La parábola del Lelo y el Itapé

Por Gerardo R. Iglesias.

El Lelo está joven, permanecerá ahí, parado detrás de esos gurises que disfrutaban con seguridad de las entonces bellas aguas del Itapé, cuando era de todos, antes de ser abandonado hasta quedar con sus aguas contaminadas, reflejo del poco amor de nuestras autoridades hacia el laburante.
Pero esa es una historia. La otra es la historia del Lelo, una vida dura, que se terminó arrastrando sus pies recorriendo esa Perón hasta donde podía, saliendo desde el Balneario que le perteneció en su plenitud. Ese solar parece recorrer una parábola similar a quien fuera su bañero, porque regaló mejores épocas, cuando era visitado por todos, claramente popular, gratuito e inclusivo antes que esa palabra se ponga de moda.
El Itapé fue soportando por años la desidia y el sabedor olvido de quienes gobernaron del 80 en adelante, condenándolo a una muerte lenta y contaminada. Hoy aún resiste, quiere curarse en solitario, recibiendo el cariño amoroso de los vecinos que no lo abandonan, que colman sus playas, desafiando los peligros de un agua incierta pero que aún recuerda su poderosa y añeja vida, manteniendo la sombra de sus árboles para las nuevas generaciones.
Pero volvamos al Lelo. Supo su casa paterna estar en la Tres de Febrero (¿o era la Moreno?), allá abajo, con su viejo leyendo La Razón sentado en la vereda, con el portoncito de madera detrás. De los primeros en andar con el pelo largo en el barrio, pispeando la vida, viendo que podía haber otra cosa por ahí que sentarse en una oficina o tener laburos estables. Después de la infancia se me perdió otra vez. Lo recuerdo contando también historias de fantasmas, “de miedo” como decíamos de gurises. Armaba todo el circo de la sábana blanca, la linterna en la cara, todo para espantar la platea que conformaba la gurisada, que escuchábamos con ojos grandes, acaso queriendo espantar ciertos temores que dejaba el relato. Lo perdí con los años al Lelo. Lo reencontré de grande, arrastrando las penas de una vida que pareció dura. El rostro reflejaba eso e iba desmejorando con el paso del tiempo, aunque parecía que era eso lo que quería el Lelo, irse despacio, con penas que nunca supimos y nunca nos atrevimos a preguntar. Por respeto, por cariño, por penas propias, porque el mismo tranco diario nos impidió volver a sentarnos para escucharlo. Algunos domingos lo encontraba en los bancos de la Placita Columna, sentado ahí mansamente, viendo el frente de la Urquiza, como pensando largo su vida, ahí en la puerta de su barrio, donde perteneció, donde sabía que iba dando sus últimos pasos.

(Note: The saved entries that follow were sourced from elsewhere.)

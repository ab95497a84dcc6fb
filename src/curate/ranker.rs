// src/curate/ranker.rs
//! Ranking capability boundary: provider abstraction + contract validation.
//! The pipeline treats ranking as an opaque oracle; everything here is about
//! calling it safely and refusing malformed answers.

use anyhow::{bail, Context, Result};
use serde::{Deserialize, Serialize};
use std::collections::HashSet;
use std::sync::atomic::{AtomicUsize, Ordering};
use std::sync::{Arc, Mutex};
use std::time::Duration;

use crate::config::{InterestProfile, RankerConfig};
use crate::model::StoredMessage;

/// One unprocessed message, flattened for the ranking call.
#[derive(Debug, Clone, Serialize)]
pub struct RankCandidate {
    pub id: String,
    pub source_id: String,
    pub source_name: String,
    pub sender_name: String,
    pub text: String,
    pub timestamp: u64,
}

impl RankCandidate {
    pub fn from_message(msg: &StoredMessage) -> Self {
        Self {
            id: msg.id.clone(),
            source_id: msg.meta.source_id.clone(),
            source_name: msg.meta.source_name.clone(),
            sender_name: msg.sender.name.clone(),
            text: msg.content.text.clone(),
            timestamp: msg.timestamp,
        }
    }
}

/// Per-candidate verdict. The contract requires every input id to appear
/// exactly once, with `include=true` on exactly the top K.
#[derive(Debug, Clone, Serialize, Deserialize, PartialEq)]
pub struct RankedItem {
    pub id: String,
    pub include: bool,
    pub relevance: f32,
    #[serde(default)]
    pub category: String,
    #[serde(default)]
    pub reason: String,
}

#[async_trait::async_trait]
pub trait RankingClient: Send + Sync {
    async fn rank(
        &self,
        candidates: &[RankCandidate],
        profile: &InterestProfile,
        top_k: usize,
    ) -> Result<Vec<RankedItem>>;
    /// Provider name for diagnostics.
    fn provider_name(&self) -> &'static str;
}

pub type DynRankingClient = Arc<dyn RankingClient>;

/// Factory: build a client according to config and environment.
///
/// * If `RANKER_TEST_MODE=mock`, returns a deterministic mock client.
/// * Else if `config.enabled==false`, returns a disabled client.
/// * Else builds the hosted provider.
pub fn build_ranker(config: &RankerConfig) -> DynRankingClient {
    if std::env::var("RANKER_TEST_MODE")
        .map(|v| v == "mock")
        .unwrap_or(false)
    {
        return Arc::new(MockRanker::new());
    }
    if !config.enabled {
        return Arc::new(DisabledRanker);
    }
    match config.provider.as_str() {
        "hosted" => Arc::new(HostedRanker::new(config)),
        other => {
            tracing::warn!(provider = other, "unknown ranking provider, disabling");
            Arc::new(DisabledRanker)
        }
    }
}

/// Enforce the ranking contract against the candidate batch. Mutates only to
/// clamp relevance into [0, 1]; any structural violation is an error and the
/// caller aborts the cycle.
pub fn validate_ranking(
    candidates: &[RankCandidate],
    items: &mut [RankedItem],
    top_k: usize,
) -> Result<()> {
    if items.len() != candidates.len() {
        bail!(
            "ranking returned {} items for {} candidates",
            items.len(),
            candidates.len()
        );
    }
    let expected: HashSet<&str> = candidates.iter().map(|c| c.id.as_str()).collect();
    let mut seen: HashSet<&str> = HashSet::new();
    for item in items.iter() {
        if !expected.contains(item.id.as_str()) {
            bail!("ranking returned unknown id {}", item.id);
        }
        if !seen.insert(item.id.as_str()) {
            bail!("ranking returned id {} twice", item.id);
        }
    }
    if seen.len() != expected.len() {
        bail!("ranking response omitted {} id(s)", expected.len() - seen.len());
    }
    let included = items.iter().filter(|i| i.include).count();
    let want = top_k.min(candidates.len());
    if included != want {
        bail!("ranking included {included} items, contract requires {want}");
    }
    for item in items.iter_mut() {
        item.relevance = item.relevance.clamp(0.0, 1.0);
    }
    Ok(())
}

// ------------------------------------------------------------
// Hosted provider (chat-completions style JSON endpoint)
// ------------------------------------------------------------

pub struct HostedRanker {
    http: reqwest::Client,
    api_url: String,
    api_key: String,
    model: String,
}

impl HostedRanker {
    pub fn new(config: &RankerConfig) -> Self {
        let api_key = std::env::var("RANKER_API_KEY").unwrap_or_default();
        let http = reqwest::Client::builder()
            .user_agent("chat-curator/0.1")
            .connect_timeout(Duration::from_secs(4))
            .timeout(Duration::from_secs(config.timeout_secs))
            .build()
            .expect("reqwest client");
        Self {
            http,
            api_url: config.api_url.clone(),
            api_key,
            model: config.model.clone(),
        }
    }

    fn prompt(candidates: &[RankCandidate], profile: &InterestProfile, top_k: usize) -> String {
        let batch = serde_json::to_string(candidates).unwrap_or_else(|_| "[]".to_string());
        format!(
            "Interest profile: {}\n\nCandidates (JSON): {}\n\nScore every candidate's \
             relevance to the profile in [0,1]. Select the top {} as include=true and \
             all others include=false. Reply with ONLY a JSON array; one object per \
             candidate id: {{\"id\",\"include\",\"relevance\",\"category\",\"reason\"}}.",
            profile.render(),
            batch,
            top_k
        )
    }
}

#[async_trait::async_trait]
impl RankingClient for HostedRanker {
    async fn rank(
        &self,
        candidates: &[RankCandidate],
        profile: &InterestProfile,
        top_k: usize,
    ) -> Result<Vec<RankedItem>> {
        if self.api_key.is_empty() {
            bail!("RANKER_API_KEY is not set");
        }

        #[derive(Serialize)]
        struct Msg<'a> {
            role: &'a str,
            content: &'a str,
        }
        #[derive(Serialize)]
        struct Req<'a> {
            model: &'a str,
            messages: Vec<Msg<'a>>,
            temperature: f32,
        }
        #[derive(Deserialize)]
        struct Resp {
            choices: Vec<Choice>,
        }
        #[derive(Deserialize)]
        struct Choice {
            message: ChoiceMsg,
        }
        #[derive(Deserialize)]
        struct ChoiceMsg {
            content: String,
        }

        let sys = "You rank chat messages against an interest profile. \
                   Output only strict JSON, no prose.";
        let user = Self::prompt(candidates, profile, top_k);
        let req = Req {
            model: &self.model,
            messages: vec![
                Msg {
                    role: "system",
                    content: sys,
                },
                Msg {
                    role: "user",
                    content: &user,
                },
            ],
            temperature: 0.2,
        };

        let resp = self
            .http
            .post(&self.api_url)
            .bearer_auth(&self.api_key)
            .json(&req)
            .send()
            .await
            .context("ranking request")?
            .error_for_status()
            .context("ranking non-2xx")?;

        let body: Resp = resp.json().await.context("ranking response body")?;
        let content = body
            .choices
            .first()
            .map(|c| c.message.content.as_str())
            .unwrap_or("");
        serde_json::from_str::<Vec<RankedItem>>(content.trim())
            .context("ranking response is not a JSON array of ranked items")
    }

    fn provider_name(&self) -> &'static str {
        "hosted"
    }
}

/// Always errors; curation cycles abort cleanly while ranking is off.
pub struct DisabledRanker;

#[async_trait::async_trait]
impl RankingClient for DisabledRanker {
    async fn rank(
        &self,
        _candidates: &[RankCandidate],
        _profile: &InterestProfile,
        _top_k: usize,
    ) -> Result<Vec<RankedItem>> {
        bail!("ranking is disabled")
    }

    fn provider_name(&self) -> &'static str {
        "disabled"
    }
}

// ------------------------------------------------------------
// Test double
// ------------------------------------------------------------

/// Deterministic in-process ranker. Scripted responses are served first;
/// otherwise the first `top_k` candidates in batch order are selected with
/// descending relevance.
#[derive(Default)]
pub struct MockRanker {
    responses: Mutex<std::collections::VecDeque<Result<Vec<RankedItem>, String>>>,
    calls: AtomicUsize,
}

impl MockRanker {
    pub fn new() -> Self {
        Self::default()
    }

    pub fn push_response(&self, response: Result<Vec<RankedItem>, String>) {
        self.responses.lock().unwrap().push_back(response);
    }

    pub fn calls(&self) -> usize {
        self.calls.load(Ordering::SeqCst)
    }

    fn default_response(candidates: &[RankCandidate], top_k: usize) -> Vec<RankedItem> {
        candidates
            .iter()
            .enumerate()
            .map(|(i, c)| {
                let include = i < top_k;
                RankedItem {
                    id: c.id.clone(),
                    include,
                    relevance: if include {
                        0.9 - 0.1 * i as f32
                    } else {
                        0.2
                    },
                    category: "general".to_string(),
                    reason: "mock ranking".to_string(),
                }
            })
            .collect()
    }
}

#[async_trait::async_trait]
impl RankingClient for MockRanker {
    async fn rank(
        &self,
        candidates: &[RankCandidate],
        _profile: &InterestProfile,
        top_k: usize,
    ) -> Result<Vec<RankedItem>> {
        self.calls.fetch_add(1, Ordering::SeqCst);
        if let Some(scripted) = self.responses.lock().unwrap().pop_front() {
            return scripted.map_err(|e| anyhow::anyhow!(e));
        }
        Ok(Self::default_response(candidates, top_k))
    }

    fn provider_name(&self) -> &'static str {
        "mock"
    }
}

Se fue el Lelo. Para siempre, acaso solo en el Hospitalito. Lo dejamos de ver. Las últimas veces pasaba para el Itapé, a dormir en ese lugar que lo vio feliz, siendo dueño de esas arenas cordiales, buscando en sus finos granos ciertos amores que parece no haber cosechado. El alcohol, como siempre, fue un amigo infiel y lastimoso, para él y para nosotros. El Itapé lo acunó, generoso, agradecido por lo que le dio cuando despuntaba su vida, lo acobijó en recuerdo de aquellos tiempos atentos a los gurieses en la orilla, con el ojo puesto en las boyas rojas de chapa, para que ninguno las desafíe más allá.
La foto lo eterniza, con el pelo al viento, sabiéndose dueño de ese lugar, que será suyo para siempre. Acaso lo que fue después haya sido todo opaco, gris, lejos de sus sueños, con lluvias que mezclaban dolores que sólo el supo. Hoy, mientras aguantamos el diluvio de años que se nos vienen encima, al Lelo, al Lelo el Itapé siempre lo espera.